1/Pickup Lines - I love the first track of an album. The anticipation is mounting as iTunes figures everything out in 0s and 1s; my fingers poised at the keyboard and waiting. I think every album should start with drums, as Pickup Lines does here. It's energetic, it grabs you and really makes me want to listen. The guitar intro plays around a progressive riff-based kick with long changes in between the chords, before the initial hook of the song drops in on the lead guitar line. I feel this is shaping up to be a musical introduction, before the real album begins. It's a cool trend to follow and could be 'their thing'; starting each album and even live show with a musical opener.

2/Win Her - The segue is flawless as Win Her comes in unnoticed. On top of the band now stabbing away with the same chord progression - held in check with a punchy snare - the lead vocals burst in and the album is really underway. I like the confident feel that the vocals produce; an assured style that boasts hints of Country when it really lets loose. The song has really grown since the chorus hit; each musician straying away from their regimented intros and off exploring their own musical paths. It was great to pick out the synth in the second verse and hear it sticking around for the second chorus; the song is still building and the chorus has a great hook, whilst the overall feel of the song captures a great enthusiasm for music in general. I don't often like dual-layered guitar lines but it works in the breakdown section, as the drums and bass furiously build behind them.
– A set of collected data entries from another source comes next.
//! Upstream release catalog model and fetching

use std::collections::BTreeMap;
use std::time::Duration;

use serde::Deserialize;
use tracing::info;

use crate::error::{Error, Result};

/// Default location of the published Nuke release catalog.
pub const DEFAULT_CATALOG_URL: &str = "https://codeberg.org/gillesvink/NukeVersionParser\
                                       /raw/branch/main/nuke-minor-releases.json";

const FETCH_TIMEOUT: Duration = Duration::from_secs(10);

/// The upstream catalog: major-version group labels mapping to raw
/// release tokens (`"15.0v2"`) mapping to release data.
///
/// `BTreeMap` keeps batch iteration order stable across runs.
#[derive(Debug, Clone, Deserialize)]
pub struct ReleaseCatalog(pub BTreeMap<String, BTreeMap<String, ReleaseData>>);

/// Data published for a single release.
#[derive(Debug, Clone, Default, Deserialize)]
pub struct ReleaseData {
    /// Installer URL per platform key; absent or null means the
    /// release was not published for that platform.
    #[serde(default)]
    pub installer: BTreeMap<String, Option<String>>,
}

impl ReleaseCatalog {
    /// Flatten the major-version grouping into (token, release) pairs.
    pub fn releases(&self) -> impl Iterator<Item = (&str, &ReleaseData)> {
        self.0
            .values()
            .flat_map(|group| group.iter().map(|(token, data)| (token.as_str(), data)))
    }
}

/// Fetch and decode the release catalog.
///
/// Any non-success response is fatal for the whole run; transient
/// network failures surface to the operator instead of being retried.
pub fn fetch_release_catalog(url: &str) -> Result<ReleaseCatalog> {
    let client = reqwest::blocking::Client::builder()
        .timeout(FETCH_TIMEOUT)
        .build()?;
    let response = client.get(url).send()?;

    let status = response.status();
    if !status.is_success() {
        return Err(Error::SourceStatus {
            url: url.to_string(),
            status: status.as_u16(),
        });
    }

    let catalog: ReleaseCatalog = response.json()?;
    info!(url, "fetched release catalog");
    Ok(catalog)
}

#[cfg(test)]
mod tests {
    use super::*;

    #[test]
    fn decodes_nested_catalog_shape() {
        let raw = r#"{
            "15": {
                "15.0v2": {
                    "installer": {
                        "linux_x86_64": "https://host/Nuke15.0v2-linux-x86_64.tgz",
                        "windows_x86_64": "https://host/Nuke15.0v2-windows-x86_64.zip",
                        "mac_x86_64": null
                    }
                }
            },
            "14": {
                "14.1v3": { "installer": {} }
            }
        }"#;
        let catalog: ReleaseCatalog = serde_json::from_str(raw).unwrap();

        let releases: Vec<(&str, &ReleaseData)> = catalog.releases().collect();
        assert_eq!(releases.len(), 2);

        let (token, data) = releases
            .iter()
            .find(|(token, _)| *token == "15.0v2")
            .unwrap();
        assert_eq!(*token, "15.0v2");
        assert_eq!(
            data.installer.get("linux_x86_64"),
            Some(&Some(
                "https://host/Nuke15.0v2-linux-x86_64.tgz".to_string()
            ))
        );
        assert_eq!(data.installer.get("mac_x86_64"), Some(&None));
    }

    #[test]
    fn missing_installer_defaults_to_empty() {
        let raw = r#"{ "15": { "15.1v1": {} } }"#;
        let catalog: ReleaseCatalog = serde_json::from_str(raw).unwrap();
        let (_, data) = catalog.releases().next().unwrap();
        assert!(data.installer.is_empty());
    }
}
//! Error types for forge-collector

use std::path::PathBuf;

/// Result type for forge-collector operations
pub type Result<T> = std::result::Result<T, Error>;

/// Errors that can occur while collecting releases or writing manifests
#[derive(Debug, thiserror::Error)]
pub enum Error {
    #[error("Synthesis error: {0}")]
    Core(#[from] forge_core::Error),

    #[error("Failed to fetch release catalog: {0}")]
    SourceFetch(#[from] reqwest::Error),

    #[error("Release catalog returned status {status} from {url}")]
    SourceStatus { url: String, status: u16 },

    #[error("Failed to decode release catalog: {0}")]
    Json(#[from] serde_json::Error),

    #[error("I/O error at {path}: {source}")]
    Io {
        path: PathBuf,
        #[source]
        source: std::io::Error,
    },

    #[error("Lock acquisition failed for {path}")]
    LockFailed { path: PathBuf },
}

impl Error {
    pub fn io(path: impl Into<PathBuf>, source: std::io::Error) -> Self {
        Self::Io {
            path: path.into(),
            source,
        }
    }
}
The solo feels short lived but this song is definitely about the chorus. As the breakdown builds before the final chorus the drums sound a little sloppy, just trailing behind the rest of the band but once the last chorus does come back around they catch up no problem. At exactly three and a half minutes, I love the ending, rounding off my first real encounter with the band.

3/Settling - This a really upbeat, frenzied and full-on pop/rock number. The dual-layered vocals idea is used again here and continues to work perfectly, as the verses build on top of great-sounding guitar parts that really showcase the song-writing capabilities of this band. It's a really commercial sounding song and the chorus has a great laid-back feel with the vocal melodies whilst maintaining the energy of the verses. The falsetto vocals sound just as strong as the initial range which is important; often a falsetto vocal can sound noticeably weaker. The bridge section isn't the strongest part of the song but works well as a link before the last chorus, which is bigger than its predecessors with the noticable inclusion of the synth in the mix. The fade-out definitely adds to the 'radio-friendly' feel of the track and is the perfect ending.

4/To Kill A Songbird - I love the funky solo groove at the beginning of this track and the acoustic guitar part works really well alongside as the track builds to the first verse. The disco-feel pre-chorus has a cool feel and although musically the song is quite busy with quick funky drums, picky guitar and fast-paced vocals it all seems to gel together well. The vocals themselves have a slight Brandon Boyd feel and the bridge section feels a lot more thought-out; once more the harmonies in the vocals are obviously well-considered. The sparse glockenspiel part sounds slighty atonal; I'm sure it's written with the home key in mind but I'm not keen on its placement in this particular song, it sounds like more of an after-thought. The choruses are really strong and I can imagine this being a real crowd-rousing number. I wasn't so sure of the outro section, the guitar-riff sounded a little amateurish and generally unnecessary whilst I thought it would have been better just ending on the final chorus.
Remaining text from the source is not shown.